The Orcalab recording 230B from Cracroft Point and Parson's Island, BC (August 13, 2006, 15:15-16:00) had audible calls at the beginning of the tape then boat noise increased towards the end.  The B7 Matriline could be identified from calls N1 (45%), N16 (18%), and N18 (10%). Other members from A pod were heard using N4 (18%) and the A12special (10%). A total of 11 discrete calls were identified (n=11).
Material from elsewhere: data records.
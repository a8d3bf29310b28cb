//! Domain entities mirrored from persistent storage.

use serde::Serialize;
use time::OffsetDateTime;
use uuid::Uuid;

use crate::domain::types::{LikeTargetType, NotificationAction, NotificationTargetType};

#[derive(Debug, Clone, PartialEq, Serialize)]
pub struct UserRecord {
    pub id: Uuid,
    pub email: String,
    #[serde(skip_serializing)]
    pub hashed_password: String,
    pub name: String,
    pub username: String,
    pub bio: Option<String>,
    pub avatar_path: Option<String>,
    pub public_likes: bool,
    pub created_at: OffsetDateTime,
    pub updated_at: OffsetDateTime,
}

#[derive(Debug, Clone, PartialEq, Serialize)]
pub struct PostRecord {
    pub id: Uuid,
    pub user_id: Uuid,
    pub title: String,
    pub content: String,
    pub excerpt: String,
    pub audio_path: Option<String>,
    pub has_audio: bool,
    pub likes_count: i32,
    pub comments_count: i32,
    pub reposts_count: i32,
    pub views_count: i32,
    pub created_at: OffsetDateTime,
    pub updated_at: OffsetDateTime,
}

#[derive(Debug, Clone, PartialEq, Serialize)]
pub struct CommentRecord {
    pub id: Uuid,
    pub user_id: Uuid,
    pub post_id: Uuid,
    pub content: String,
    pub likes_count: i32,
    pub created_at: OffsetDateTime,
    pub updated_at: OffsetDateTime,
}

#[derive(Debug, Clone, PartialEq, Serialize)]
pub struct LikeRecord {
    pub id: Uuid,
    pub user_id: Uuid,
    pub target_type: LikeTargetType,
    pub target_id: Uuid,
    pub created_at: OffsetDateTime,
}

#[derive(Debug, Clone, PartialEq, Serialize)]
pub struct CollectionRecord {
    pub id: Uuid,
    pub user_id: Uuid,
    pub name: String,
    pub description: Option<String>,
    pub is_private: bool,
    pub created_at: OffsetDateTime,
    pub updated_at: OffsetDateTime,
}

#[derive(Debug, Clone, PartialEq, Serialize)]
pub struct NotificationRecord {
    pub id: Uuid,
    pub user_id: Uuid,
    pub actor_id: Uuid,
    pub action: NotificationAction,
    pub content: String,
    pub target_type: NotificationTargetType,
    pub target_id: Uuid,
    pub target_url: Option<String>,
    pub read: bool,
    pub created_at: OffsetDateTime,
}

#[derive(Debug, Clone, PartialEq, Serialize)]
pub struct SessionRecord {
    pub id: Uuid,
    pub user_id: Uuid,
    pub prefix: String,
    #[serde(skip_serializing)]
    pub hashed_secret: Vec<u8>,
    pub created_at: OffsetDateTime,
    pub expires_at: OffsetDateTime,
    pub revoked_at: Option<OffsetDateTime>,
}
B10 (b.1979) is a big male with a huge dorsal fin that flops over to the left and lays flat along the water causing him to swim sideways.  The above photo reminds me of the day I saw him and his two brothers (B12 1984-2006 and B13 b.1987) in 2004.  They were on either side of him guiding him along as B10 swam almost sideways because of his heavy dorsal fin.

231A (2006):

The orcalab recording starts at 16:21 and ends at 18:39 on August 13th, 2006.  Boat noise is heard throughout the recording with faint calls at Cracroft Point, West Cracroft Island, British Columbia.  No calls were audible enough for analysis (n=0).

231B (2006):

The orcalab recording starts at 18:40 and ends at 19:26 on August 13th, 2006.  Boat noise is heard throughout the recording with faint calls at Cracroft Point, West Cracroft Island, British Columbia.  No calls were audible enough for analysis (n=0). 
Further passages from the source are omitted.